Hugh Herr was a world-class climber in 1982 when, stranded for more than three days on Mount Washington in New Hampshire, he suffered frostbite so severe that doctors had to amputate both legs below the knees. He now runs the Biomechatronics Group at MIT's Media Lab, where his mezzanine office overlooks a vast space so clogged with gadgets and fixtures that it resembles the floor of, well, a body shop. Ask him, and Herr will tell you his lab develops "wearable robotic devices" that require "extreme interfaces with the human body."

With $7.2 million in help from the VA, Herr has created a lower-leg prosthetic that essentially normalizes walking for below-the-knee amputees. The iWalk PowerFoot BiOM uses microprocessors, sensors, motors and springs to simulate the Achilles tendon, calf muscles and ankle, with the long-term goal of having each step return as much energy as a biological limb. In Herr's pipeline are devices that go beyond mere body-part replacement to unapologetic augmentation. One, an exoskeleton for runners, features two bows of fiberglass that run up from each toe to a kind of pelvic girdle housing a processor and a set of sensors.

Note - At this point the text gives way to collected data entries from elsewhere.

#[test]
fn update_rotating_accumulates_across_samples() {
    let (mut store, id) = store_with_element(0.0, 0.0, 100.0, 100.0);
    let Ok(Operation::Rotate(mut state)) = start_rotating(&mut store, id, 50.0, -50.0) else {
        panic!("expected rotate");
    };
    // North → east → south → west → north: one full clockwise turn.
    for (x, y) in [(150.0, 50.0), (50.0, 150.0), (-50.0, 50.0), (50.0, -50.0)] {
        update_rotating(&mut store, &mut state, x, y).unwrap();
    }
    assert!(state.rotation < EPSILON || (state.rotation - 2.0 * PI).abs() < EPSILON);
}

#[test]
fn update_rotating_counter_clockwise_wraps() {
    let (mut store, id) = store_with_element(0.0, 0.0, 100.0, 100.0);
    let Ok(Operation::Rotate(mut state)) = start_rotating(&mut store, id, 50.0, -50.0) else {
        panic!("expected rotate");
    };
    update_rotating(&mut store, &mut state, -50.0, 50.0).unwrap();
    assert!(approx_eq(state.rotation, 3.0 * FRAC_PI_2));
}

#[test]
fn rotate_gesture_moves_north_marker_into_east_slot() {
    let (mut store, id) = store_with_element(0.0, 0.0, 100.0, 100.0);
    let mut overlay = Overlay::new();
    overlay.show(&Orientation { element: id, rotation: 0.0 }, Point::default(), Size::new(100.0, 100.0));
    let east_before = overlay.marker(CompassDirection::E).position;

    let mut op = start_rotating(&mut store, id, 150.0, 50.0).unwrap();
    update(&mut store, &mut overlay, &mut op, 50.0, 150.0).unwrap();
    assert!(approx_eq(op.rotation(), FRAC_PI_2));

    let returned = end(&mut store, &mut overlay, op).unwrap();
    assert_eq!(returned, id);
    assert!(point_approx_eq(overlay.marker(CompassDirection::N).position, east_before));
    assert_eq!(overlay.marker(CompassDirection::N).cursor, Cursor::EwResize);
    assert!(document_selectable(&store));
}

// =============================================================
// Resize
// =============================================================

#[test]
fn start_resizing_derives_direction_from_handle_and_rotation() {
    let (mut store, id) = rotated_store(100.0, 50.0, FRAC_PI_2);
    let op = start_resizing(&mut store, id, CompassDirection::N, 0.0, 0.0).unwrap();
    let Operation::Resize(state) = &op else {
        panic!("expected resize, got {op:?}");
    };
    // The north handle of a quarter-turned element faces east.
    assert!(approx_eq(state.normal, FRAC_PI_2));
    assert!(point_approx_eq(state.direction, Point::new(1.0, 0.0)));
    assert!(!document_selectable(&store));
}

#[test]
fn resize_east_handle_grows_width_only() {
    let (mut store, id) = store_with_element(0.0, 0.0, 100.0, 50.0);
    let Ok(Operation::Resize(mut state)) = start_resizing(&mut store, id, CompassDirection::E, 100.0, 25.0) else {
        panic!("expected resize");
    };
    update_resizing(&mut store, &mut state, 120.0, 25.0).unwrap();

    let size = store.size(id).unwrap();
    assert!(approx_eq(size.width, 120.0));
    assert_eq!(size.height, 50.0);
    assert_eq!(store.offset(id), Ok(Point::new(0.0, 0.0)));
    assert!(point_approx_eq(state.start, Point::new(120.0, 25.0)));
}

#[test]
fn resize_ignores_perpendicular_motion() {
    let (mut store, id) = store_with_element(0.0, 0.0, 100.0, 50.0);
    let Ok(Operation::Resize(mut state)) = start_resizing(&mut store, id, CompassDirection::E, 100.0, 25.0) else {
        panic!("expected resize");
    };
    update_resizing(&mut store, &mut state, 110.0, 90.0).unwrap();

    assert!(approx_eq(store.size(id).unwrap().width, 110.0));
    assert!(point_approx_eq(state.start, Point::new(110.0, 25.0)));
}

#[test]
fn resize_west_handle_keeps_east_edge_anchored() {
    let (mut store, id) = store_with_element(50.0, 0.0, 100.0, 50.0);
    let Ok(Operation::Resize(mut state)) = start_resizing(&mut store, id, CompassDirection::W, 50.0, 25.0) else {
        panic!("expected resize");
    };
    update_resizing(&mut store, &mut state, 30.0, 25.0).unwrap();

    let size = store.size(id).unwrap();
    let offset = store.offset(id).unwrap();
    assert!(approx_eq(size.width, 120.0));
    assert!(approx_eq(offset.x, 30.0));
    assert!(approx_eq(offset.x + size.width, 150.0));
}

#[test]
fn resize_north_handle_keeps_south_edge_anchored() {
    let (mut store, id) = store_with_element(0.0, 100.0, 40.0, 60.0);
    let Ok(Operation::Resize(mut state)) = start_resizing(&mut store, id, CompassDirection::N, 20.0, 100.0) else {
        panic!("expected resize");
    };
    update_resizing(&mut store, &mut state, 20.0, 90.0).unwrap();

    let size = store.size(id).unwrap();
    let offset = store.offset(id).unwrap();
    assert!(approx_eq(size.height, 70.0));
    assert!(approx_eq(offset.y, 90.0));
    assert_eq!(size.width, 40.0);
}

#[test]
fn resize_south_handle_shrinks_when_dragged_inward() {
    let (mut store, id) = store_with_element(0.0, 0.0, 40.0, 60.0);
    let Ok(Operation::Resize(mut state)) = start_resizing(&mut store, id, CompassDirection::S, 20.0, 60.0) else {
        panic!("expected resize");
    };
    update_resizing(&mut store, &mut state, 20.0, 45.0).unwrap();
    assert!(approx_eq(store.size(id).unwrap().height, 45.0));
}

#[test]
fn resize_is_path_dependent() {
    let (mut store, id) = store_with_element(0.0, 0.0, 100.0, 50.0);
    let Ok(Operation::Resize(mut state)) = start_resizing(&mut store, id, CompassDirection::E, 100.0, 25.0) else {
        panic!("expected resize");
    };
    update_resizing(&mut store, &mut state, 110.0, 25.0).unwrap();
    update_resizing(&mut store, &mut state, 130.0, 25.0).unwrap();
    // Each sample contributes only its delta from the previous one.
    assert!(approx_eq(store.size(id).unwrap().width, 130.0));
}

#[test]
fn resize_diagonal_handle_shifts_offset_without_resizing() {
    let (mut store, id) = store_with_element(10.0, 10.0, 100.0, 50.0);
    let Ok(Operation::Resize(mut state)) = start_resizing(&mut store, id, CompassDirection::Nw, 10.0, 10.0) else {
        panic!("expected resize");
    };
    update_resizing(&mut store, &mut state, -10.0, -10.0).unwrap();

    assert_eq!(store.size(id), Ok(Size::new(100.0, 50.0)));
    assert!(point_approx_eq(store.offset(id).unwrap(), Point::new(-10.0, -10.0)));
    assert!(point_approx_eq(state.start, Point::new(-10.0, -10.0)));
}

#[test]
fn resize_diagonal_handle_facing_positive_keeps_offset() {
    let (mut store, id) = store_with_element(10.0, 10.0, 100.0, 50.0);
    let Ok(Operation::Resize(mut state)) = start_resizing(&mut store, id, CompassDirection::Se, 110.0, 60.0) else {
        panic!("expected resize");
    };
    update_resizing(&mut store, &mut state, 130.0, 80.0).unwrap();

    assert_eq!(store.size(id), Ok(Size::new(100.0, 50.0)));
    assert_eq!(store.offset(id), Ok(Point::new(10.0, 10.0)));
}
use transform::TransformError;

#[derive(Debug, thiserror::Error)]
pub enum ReplayError {
    #[error("failed to read script {path}: {source}")]
    Read { path: String, source: std::io::Error },
    #[error("invalid script JSON: {0}")]
    InvalidJson(#[from] serde_json::Error),
    #[error("failed to render report: {0}")]
    Render(serde_json::Error),
    #[error("unknown element `{0}`")]
    UnknownElement(String),
    #[error("element name `{0}` is already taken")]
    DuplicateName(String),
    #[error("gesture {index} ({mode}) failed: {source}")]
    Gesture { index: usize, mode: &'static str, source: TransformError },
}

Herr hopes that each bow will return so much energy that the user can run with no more exertion than walking. The implications for the able-bodied—for a soldier lugging equipment over rough terrain, say, or a hiker who wants to take in 20 miles' worth of view with 10 miles of effort—are profound. "In the future there'll be a class of transportation devices in which limbs are augmented," says Herr. "And if you're an amputee born today, there's a good chance that, in your 20s or 30s, your athletic performance will be augmented [beyond that of a nonamputee] and your daily life at least normalized."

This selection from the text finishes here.